• [What needs to be done]:
Exactly retype the lines of the material from its first line to the line with "#[derive(Debug, Clone, PartialEq, Eq, Error)]", including both.

::: Listed records

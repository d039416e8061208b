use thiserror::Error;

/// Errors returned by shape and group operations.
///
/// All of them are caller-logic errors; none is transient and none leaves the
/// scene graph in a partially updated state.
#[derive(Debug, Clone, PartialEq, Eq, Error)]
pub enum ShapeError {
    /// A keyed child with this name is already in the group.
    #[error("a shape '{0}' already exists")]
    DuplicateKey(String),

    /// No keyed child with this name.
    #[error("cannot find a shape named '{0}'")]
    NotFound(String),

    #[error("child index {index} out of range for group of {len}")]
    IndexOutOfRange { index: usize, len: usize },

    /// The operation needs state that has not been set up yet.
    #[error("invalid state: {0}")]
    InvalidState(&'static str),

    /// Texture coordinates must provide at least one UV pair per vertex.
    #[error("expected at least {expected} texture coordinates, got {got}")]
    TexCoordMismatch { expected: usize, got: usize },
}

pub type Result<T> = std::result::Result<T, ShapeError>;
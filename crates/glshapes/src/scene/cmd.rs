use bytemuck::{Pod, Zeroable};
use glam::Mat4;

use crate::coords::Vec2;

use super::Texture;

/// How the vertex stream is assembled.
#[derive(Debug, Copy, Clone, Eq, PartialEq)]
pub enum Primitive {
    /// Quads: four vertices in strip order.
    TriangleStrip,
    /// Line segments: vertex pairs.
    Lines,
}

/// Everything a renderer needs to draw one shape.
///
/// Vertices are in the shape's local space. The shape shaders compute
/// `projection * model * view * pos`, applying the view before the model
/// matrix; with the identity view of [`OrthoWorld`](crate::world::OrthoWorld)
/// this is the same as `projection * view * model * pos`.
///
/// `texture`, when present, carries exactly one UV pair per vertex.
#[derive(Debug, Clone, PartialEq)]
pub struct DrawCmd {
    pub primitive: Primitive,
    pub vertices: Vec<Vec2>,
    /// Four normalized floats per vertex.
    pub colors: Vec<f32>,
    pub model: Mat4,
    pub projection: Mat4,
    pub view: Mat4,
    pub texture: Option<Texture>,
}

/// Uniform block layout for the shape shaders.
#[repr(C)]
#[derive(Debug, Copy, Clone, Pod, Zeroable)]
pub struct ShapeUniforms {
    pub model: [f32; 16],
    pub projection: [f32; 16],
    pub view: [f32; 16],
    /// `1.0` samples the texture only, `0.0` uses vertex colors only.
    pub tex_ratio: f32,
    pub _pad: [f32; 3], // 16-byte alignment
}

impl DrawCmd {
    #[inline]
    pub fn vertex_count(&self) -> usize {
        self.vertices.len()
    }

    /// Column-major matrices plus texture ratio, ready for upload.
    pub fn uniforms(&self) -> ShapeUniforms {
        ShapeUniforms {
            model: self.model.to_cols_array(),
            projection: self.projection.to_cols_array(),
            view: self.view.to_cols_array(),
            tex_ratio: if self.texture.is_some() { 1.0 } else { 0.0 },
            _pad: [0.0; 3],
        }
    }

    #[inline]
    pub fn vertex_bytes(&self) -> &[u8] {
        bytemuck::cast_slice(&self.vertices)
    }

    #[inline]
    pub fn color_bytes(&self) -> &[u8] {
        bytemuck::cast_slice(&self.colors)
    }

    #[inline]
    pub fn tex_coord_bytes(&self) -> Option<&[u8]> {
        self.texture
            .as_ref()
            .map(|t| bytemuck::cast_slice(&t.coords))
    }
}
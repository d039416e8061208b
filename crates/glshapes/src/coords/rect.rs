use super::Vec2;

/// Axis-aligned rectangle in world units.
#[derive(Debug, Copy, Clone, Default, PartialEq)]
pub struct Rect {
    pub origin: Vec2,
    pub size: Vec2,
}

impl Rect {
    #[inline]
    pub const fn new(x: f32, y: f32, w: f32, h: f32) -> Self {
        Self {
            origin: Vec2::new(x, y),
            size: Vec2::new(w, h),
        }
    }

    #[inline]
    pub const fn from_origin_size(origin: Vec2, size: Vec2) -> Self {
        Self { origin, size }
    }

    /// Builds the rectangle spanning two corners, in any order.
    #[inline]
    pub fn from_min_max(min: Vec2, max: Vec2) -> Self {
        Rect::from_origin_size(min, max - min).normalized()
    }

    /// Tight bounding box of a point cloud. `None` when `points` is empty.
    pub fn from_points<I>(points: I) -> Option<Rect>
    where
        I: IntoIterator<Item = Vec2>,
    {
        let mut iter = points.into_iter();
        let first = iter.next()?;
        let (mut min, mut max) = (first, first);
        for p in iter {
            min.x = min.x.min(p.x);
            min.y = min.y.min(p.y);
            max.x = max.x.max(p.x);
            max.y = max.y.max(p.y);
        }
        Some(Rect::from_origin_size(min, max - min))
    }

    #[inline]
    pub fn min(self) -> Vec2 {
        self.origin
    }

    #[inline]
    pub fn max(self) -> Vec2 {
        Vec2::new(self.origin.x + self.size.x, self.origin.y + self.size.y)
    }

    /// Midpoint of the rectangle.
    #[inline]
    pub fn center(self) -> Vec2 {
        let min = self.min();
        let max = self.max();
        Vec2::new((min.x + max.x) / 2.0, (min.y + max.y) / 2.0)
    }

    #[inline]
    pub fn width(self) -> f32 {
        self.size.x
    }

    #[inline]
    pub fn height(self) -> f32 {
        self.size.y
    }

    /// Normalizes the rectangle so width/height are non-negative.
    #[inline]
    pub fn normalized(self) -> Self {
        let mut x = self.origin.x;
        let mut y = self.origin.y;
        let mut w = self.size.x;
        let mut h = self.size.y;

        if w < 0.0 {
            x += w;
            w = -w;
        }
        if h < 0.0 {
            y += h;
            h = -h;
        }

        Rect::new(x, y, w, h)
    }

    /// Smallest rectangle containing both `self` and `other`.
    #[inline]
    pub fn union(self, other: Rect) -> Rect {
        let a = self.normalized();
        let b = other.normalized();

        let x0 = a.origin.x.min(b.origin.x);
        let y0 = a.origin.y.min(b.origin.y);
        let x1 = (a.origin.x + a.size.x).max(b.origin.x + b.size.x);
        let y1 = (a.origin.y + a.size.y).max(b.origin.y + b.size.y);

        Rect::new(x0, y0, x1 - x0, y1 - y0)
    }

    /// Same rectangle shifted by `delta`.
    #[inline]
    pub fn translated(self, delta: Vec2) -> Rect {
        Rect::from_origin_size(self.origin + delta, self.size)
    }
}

::::::

• [Result]:
repository d039416e8061208b
use thiserror::Error;

/// Errors returned by shape and group operations.
///
/// All of them are caller-logic errors; none is transient and none leaves the
/// scene graph in a partially updated state.
#[derive(Debug, Clone, PartialEq, Eq, Error)]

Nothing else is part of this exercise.